The incremental expansion of protesters’ demands, to include, among other things, the resignation of Lam, an independent inquiry into the behaviour of the police, and a retraction of the term “riot” as applied to the June 12 protests has functioned as a counter-move by the protest movement in the game of power initiated by the administration through its refusal to scrap the extradition bill.
No one could expect all of the protesters’ demands to be met, and it becomes increasingly difficult to see why any of them would be at this stage, given that the government has defined its response to the unrest in terms of a lack of response, resulting in a situation of stalemate.
What can the protesters do then, in the wake of the deafening silence from their own leaders? One idea, of course, is for the protesters to call for a radical overturn of the current system of leadership, to demand full democracy, and to set themselves in direct and persistent opposition to the ideology of the PRC and its encroachment on the liberties in Hong Kong that many Hongkongers feel define them.
This latter point – the raging question of what constitutes the identity of a Hongkonger – now gives a fresh impetus to the movement – and a rather more dangerous one. If your identity as a Hongkonger arises in large part from the enjoyment of freedoms unavailable to citizens on the mainland, how far will you go to uphold that identity once the tenancy on the “one country, two systems” model ends?

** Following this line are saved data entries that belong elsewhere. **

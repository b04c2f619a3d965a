use serde::{Deserialize, Serialize};

/// Canonical in-memory record for one spreadsheet row.
///
/// Built once by the row normalizer and never mutated afterwards. Only its
/// JSON projection (`output::documents::ApiItem`) is ever persisted.
#[derive(Debug, Clone, Serialize, Deserialize)]
pub struct AnimeItem {
    pub id: String,
    pub title_zh: String,
    pub title_native: String,
    pub title_en: String,
    pub description_zh: String,
    pub cover: String,
    pub banner: String,
    pub site_url: String,
    pub year: Option<i32>,
    pub season: String,
    pub format: String,
    pub status: String,
    pub genres: Vec<String>,
    pub studios: Vec<String>,
    pub is_current_season: bool,
    /// `YYYY-MM-DD`, or empty when the sheet cell is blank. Not validated.
    pub start_date: String,
    pub links: Vec<AnimeLink>,
}

impl AnimeItem {
    /// First non-empty display title, falling back to the id.
    ///
    /// Used as the final sort tie-break so the output order stays
    /// deterministic even when every other visible field matches.
    #[must_use]
    pub fn display_title(&self) -> &str {
        [&self.title_zh, &self.title_native, &self.title_en]
            .into_iter()
            .find(|t| !t.is_empty())
            .unwrap_or(&self.id)
    }
}

#[derive(Debug, Clone, PartialEq, Eq, Serialize, Deserialize)]
pub struct AnimeLink {
    pub site: String,
    pub url: String,
}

For now, outraged protesters know that they are able to provoke. Whether it be flying the colonial flag during marches and rallies or defacing the PRC seal at the mainland’s liaison office on July 21, one suspects that they anticipate with some degree of relish the angry reaction of the central government, or of particularly vilified officials like Junius Ho.
In the case of Ho, his comments following the desecration of his parents’ graves, interpreted in some quarters as veiled death threats (specifically to pro-democracy lawmaker Eddie Chu), exemplify the kind of embarrassing, self-flagellating diplomatic disposition that has prevented meaningful talks between officials and protest representatives.
“The paths ahead of you”, Ho warns, “one is the path of being alive, the other is one of not being alive. Which path would you choose? Make up your mind early.”
The difficulty now in making sense of the current political situation, let alone articulating a prospective solution to the turmoil, is that it is not even clear that we are in crisis. This may be the new face of Hong Kong politics, one defined by a constant evolution of fears and desires on both sides – a politics incompatible with clear-cut definitions. The problem is one of misrecognition, or denial, on the part of the government regarding the true nature of its opponents.
It has currently chosen the police force as a substitute for its position in the game of diplomacy. But, with the police as the only line of communication between the government and its citizens, the result is a diplomacy whose medium of negotiation can only, sadly, be the threat of physical or legal repercussion.
The PRC may choose to dismiss the protests as anomalies arising from pockets of radical thought and label protesters “extremists”. But the meaning of the word “crisis” when applied to recent events seems to have already shifted to a point where the tone of unyielding defiance that we have come to expect from Beijing sits hopelessly at odds with reality.
Since neither organised protests nor heated, even violent confrontation between hard-core protesters and riot police show any sign of abating, we can say that we are either currently living in or at least on the brink of living in something like a post-crisis political climate, where the fundamental meaning of the protests shifts away from opposition to the extradition bill or Carrie Lam or the police form to opposition to the current system as a whole.
The endgame is now, and protesters are growing increasingly weary of playing according to the current set of rules. Very soon, if it is not already too late, the government will find itself without an opponent that it recognises.